Supplied records Block Start

//! Type-directed decoding.
//!
//! A [`Decoder`] walks one encoded item per top-level call, dispatching on
//! the compile-time shape of the requested type. Shapes are described by the
//! [`Decode`] trait; the derive macro produces record (named-field struct)
//! implementations on top of the container primitives exposed here.

use core::marker::PhantomData;

use crate::head::{self, major, read_head, Arg};
use crate::source::{SliceSource, Source};
use crate::utf8;
use crate::{Config, Error, ErrorCode};

#[cfg(feature = "alloc")]
use crate::alloc_util::{try_reserve, try_vec_with_capacity, try_vec_zeroed};
#[cfg(feature = "alloc")]
use alloc::string::String;
#[cfg(feature = "alloc")]
use alloc::vec::Vec;

#[cfg(feature = "std")]
use crate::source::ReaderSource;

/// Decode a value of a statically-known shape from a decoder.
pub trait Decode<'de>: Sized {
    /// Decode `Self`, consuming exactly one encoded item.
    ///
    /// # Errors
    ///
    /// Returns an error if the encoded item does not match the expected shape
    /// or violates the configured limits.
    fn decode<S: Source<'de>>(d: &mut Decoder<'de, S>) -> Result<Self, Error>;
}

/// A decoder instance bound to one input substrate.
///
/// The decoder owns its position and depth counter; after any error the
/// position is indeterminate and the instance should be discarded.
pub struct Decoder<'de, S> {
    pub(crate) source: S,
    pub(crate) config: Config,
    pub(crate) depth: usize,
    _input: PhantomData<&'de [u8]>,
}

impl<'de, S: Source<'de>> Decoder<'de, S> {
    /// Attach a decoder to a substrate with the given configuration.
    #[must_use]
    pub const fn new(source: S, config: Config) -> Self {
        Self {
            source,
            config,
            depth: 0,
            _input: PhantomData,
        }
    }

    /// Unwrap the substrate.
    pub fn into_source(self) -> S {
        self.source
    }

    /// Bytes consumed from the substrate so far.
    #[must_use]
    pub fn position(&self) -> usize {
        self.source.position()
    }

    /// The instance configuration.
    #[must_use]
    pub const fn config(&self) -> &Config {
        &self.config
    }

    /// Decode one item of shape `T`.
    ///
    /// # Errors
    ///
    /// Returns an error if decoding fails; the substrate position is then
    /// indeterminate.
    pub fn decode<T: Decode<'de>>(&mut self) -> Result<T, Error> {
        T::decode(self)
    }

    pub(crate) fn enter(&mut self, off: usize) -> Result<(), Error> {
        if self.depth >= self.config.max_depth {
            return Err(Error::new(ErrorCode::DepthExceeded, off));
        }
        self.depth += 1;
        Ok(())
    }

    pub(crate) fn exit(&mut self) {
        debug_assert!(self.depth > 0);
        self.depth = self.depth.saturating_sub(1);
    }

    fn arg_to_len(&self, arg: u64, max: usize, off: usize) -> Result<usize, Error> {
        let len = usize::try_from(arg).map_err(|_| Error::new(ErrorCode::InvalidLength, off))?;
        if len > max {
            return Err(Error::new(ErrorCode::InvalidLength, off));
        }
        Ok(len)
    }

    /// Returns `true` if the next byte is the break marker, without consuming it.
    ///
    /// # Errors
    ///
    /// Returns an error if the input is exhausted.
    pub fn at_break(&mut self) -> Result<bool, Error> {
        Ok(self.source.peek_byte()? == head::BREAK)
    }

    /// Begin decoding an array head.
    ///
    /// Returns `Some(count)` for a definite array and `None` for an
    /// indefinite one. Nesting depth is entered; close the frame with
    /// [`Decoder::end_array`].
    ///
    /// # Errors
    ///
    /// Returns an error on a non-array item, a count over the configured
    /// limit, or an indefinite head while indefinite lengths are disabled.
    pub fn begin_array(&mut self) -> Result<Option<usize>, Error> {
        self.begin_collection(major::ARRAY)
    }

    /// Begin decoding a map head; the returned count is in entries (pairs).
    ///
    /// # Errors
    ///
    /// Same failure cases as [`Decoder::begin_array`].
    pub fn begin_map(&mut self) -> Result<Option<usize>, Error> {
        self.begin_collection(major::MAP)
    }

    fn begin_collection(&mut self, expect: u8) -> Result<Option<usize>, Error> {
        let off = self.source.position();
        let h = read_head(&mut self.source)?;
        if h.major != expect {
            return Err(Error::new(ErrorCode::TypeMismatch, off));
        }
        match h.arg {
            Arg::Definite(n) => {
                let len = self.arg_to_len(n, self.config.max_collection_size, off)?;
                self.enter(off)?;
                Ok(Some(len))
            }
            Arg::Indefinite => {
                if !self.config.enable_indefinite_length {
                    return Err(Error::new(ErrorCode::InvalidIndefiniteLength, off));
                }
                self.enter(off)?;
                Ok(None)
            }
        }
    }

    /// Close an array frame opened by [`Decoder::begin_array`].
    ///
    /// For an indefinite frame this consumes the break marker.
    ///
    /// # Errors
    ///
    /// Returns [`ErrorCode::MissingBreakMarker`] if an indefinite frame does
    /// not end with a break.
    pub fn end_array(&mut self, frame: Option<usize>) -> Result<(), Error> {
        self.end_collection(frame)
    }

    /// Close a map frame opened by [`Decoder::begin_map`].
    ///
    /// # Errors
    ///
    /// Same failure cases as [`Decoder::end_array`].
    pub fn end_map(&mut self, frame: Option<usize>) -> Result<(), Error> {
        self.end_collection(frame)
    }

    fn end_collection(&mut self, frame: Option<usize>) -> Result<(), Error> {
        if frame.is_none() {
            let off = self.source.position();
            if self.source.read_byte()? != head::BREAK {
                return Err(Error::new(ErrorCode::MissingBreakMarker, off));
            }
        }
        self.exit();
        Ok(())
    }

    /// Read a map key as text, copied into `scratch`.
    ///
    /// Keys are copied before comparison so that later refills on a stream
    /// substrate cannot invalidate them. Keys are always UTF-8-validated
    /// since they are surfaced as `str`.
    ///
    /// # Errors
    ///
    /// Returns an error on a non-text key, a key longer than `scratch` or the
    /// configured string limit, or an ill-formed key.
    pub fn read_map_key<'k>(&mut self, scratch: &'k mut [u8]) -> Result<&'k str, Error> {
        let off = self.source.position();
        let h = read_head(&mut self.source)?;
        if h.major != major::TEXT {
            return Err(Error::new(ErrorCode::TypeMismatch, off));
        }
        let len = match h.arg {
            Arg::Definite(n) => self.arg_to_len(n, self.config.max_string_length, off)?,
            Arg::Indefinite => return Err(Error::new(ErrorCode::InvalidIndefiniteLength, off)),
        };
        if len > scratch.len() {
            return Err(Error::new(ErrorCode::InvalidLength, off));
        }
        self.source.read_into(&mut scratch[..len])?;
        utf8::validate(&scratch[..len], self.config.use_simd)
            .map_err(|()| Error::new(ErrorCode::InvalidUtf8, off))
    }

    fn begin_string(&mut self, expect: u8) -> Result<(Option<usize>, usize), Error> {
        let off = self.source.position();
        let h = read_head(&mut self.source)?;
        if h.major != expect {
            return Err(Error::new(ErrorCode::TypeMismatch, off));
        }
        match h.arg {
            Arg::Definite(n) => {
                let len = self.arg_to_len(n, self.config.max_string_length, off)?;
                Ok((Some(len), off))
            }
            Arg::Indefinite => {
                if !self.config.enable_indefinite_length {
                    return Err(Error::new(ErrorCode::InvalidIndefiniteLength, off));
                }
                Ok((None, off))
            }
        }
    }

    /// Decode a definite-length text string into a caller buffer.
    ///
    /// This is the stream-safe variant of borrowed text decoding: the payload
    /// is copied through the refill logic and therefore survives later reads.
    ///
    /// # Errors
    ///
    /// Returns an error on a non-text item, an indefinite-length string, a
    /// payload longer than `buf` or the configured limit, or ill-formed UTF-8.
    pub fn read_text_into<'k>(&mut self, buf: &'k mut [u8]) -> Result<&'k str, Error> {
        let (frame, off) = self.begin_string(major::TEXT)?;
        let Some(len) = frame else {
            return Err(Error::new(ErrorCode::InvalidIndefiniteLength, off));
        };
        if len > buf.len() {
            return Err(Error::new(ErrorCode::InvalidLength, off));
        }
        self.source.read_into(&mut buf[..len])?;
        utf8::validate(&buf[..len], self.config.use_simd)
            .map_err(|()| Error::new(ErrorCode::InvalidUtf8, off))
    }

    /// Decode a definite-length byte string into a caller buffer.
    ///
    /// # Errors
    ///
    /// Same failure cases as [`Decoder::read_text_into`], minus UTF-8.
    pub fn read_bytes_into<'k>(&mut self, buf: &'k mut [u8]) -> Result<&'k [u8], Error> {
        let (frame, off) = self.begin_string(major::BYTES)?;
        let Some(len) = frame else {
            return Err(Error::new(ErrorCode::InvalidIndefiniteLength, off));
        };
        if len > buf.len() {
            return Err(Error::new(ErrorCode::InvalidLength, off));
        }
        self.source.read_into(&mut buf[..len])?;
        Ok(&buf[..len])
    }

    fn read_unsigned(&mut self) -> Result<(u64, usize), Error> {
        let off = self.source.position();
        let h = read_head(&mut self.source)?;
        match h.major {
            major::UNSIGNED => match h.arg {
                Arg::Definite(v) => Ok((v, off)),
                Arg::Indefinite => Err(Error::new(ErrorCode::InvalidAdditionalInfo, off)),
            },
            major::NEGATIVE => Err(Error::new(ErrorCode::NegativeIntegerForUnsigned, off)),
            _ => Err(Error::new(ErrorCode::TypeMismatch, off)),
        }
    }

    fn read_signed(&mut self) -> Result<(i64, usize), Error> {
        let off = self.source.position();
        let h = read_head(&mut self.source)?;
        let Arg::Definite(raw) = h.arg else {
            return Err(Error::new(ErrorCode::InvalidAdditionalInfo, off));
        };
        match h.major {
            major::UNSIGNED => {
                let v = i64::try_from(raw)
                    .map_err(|_| Error::new(ErrorCode::IntegerOverflow, off))?;
                Ok((v, off))
            }
            major::NEGATIVE => {
                // -1 - raw; raw == i64::MAX maps to i64::MIN without overflow.
                let n = i64::try_from(raw)
                    .map_err(|_| Error::new(ErrorCode::IntegerOverflow, off))?;
                Ok((-1 - n, off))
            }
            _ => Err(Error::new(ErrorCode::TypeMismatch, off)),
        }
    }

    fn read_float_bits(&mut self, expect_ai: u8) -> Result<(u64, usize), Error> {
        let off = self.source.position();
        let h = read_head(&mut self.source)?;
        if h.major != major::SIMPLE {
            return Err(Error::new(ErrorCode::TypeMismatch, off));
        }
        match h.ai {
            ai if ai == expect_ai => match h.arg {
                Arg::Definite(bits) => Ok((bits, off)),
                Arg::Indefinite => Err(Error::new(ErrorCode::InvalidAdditionalInfo, off)),
            },
            head::simple::F16 | head::simple::F32 | head::simple::F64 => {
                Err(Error::new(ErrorCode::InvalidFloat, off))
            }
            _ => Err(Error::new(ErrorCode::TypeMismatch, off)),
        }
    }

    fn peek_null(&mut self) -> Result<bool, Error> {
        Ok(self.source.peek_byte()? == head::NULL_BYTE)
    }
}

Supplied records Block End

What you are asked to do → Your task is to set down exactly the lines from the line containing "fn peek_null(&mut self)" to the end of the data above, including both ends.

Task response →
    fn peek_null(&mut self) -> Result<bool, Error> {
        Ok(self.source.peek_byte()? == head::NULL_BYTE)
    }
}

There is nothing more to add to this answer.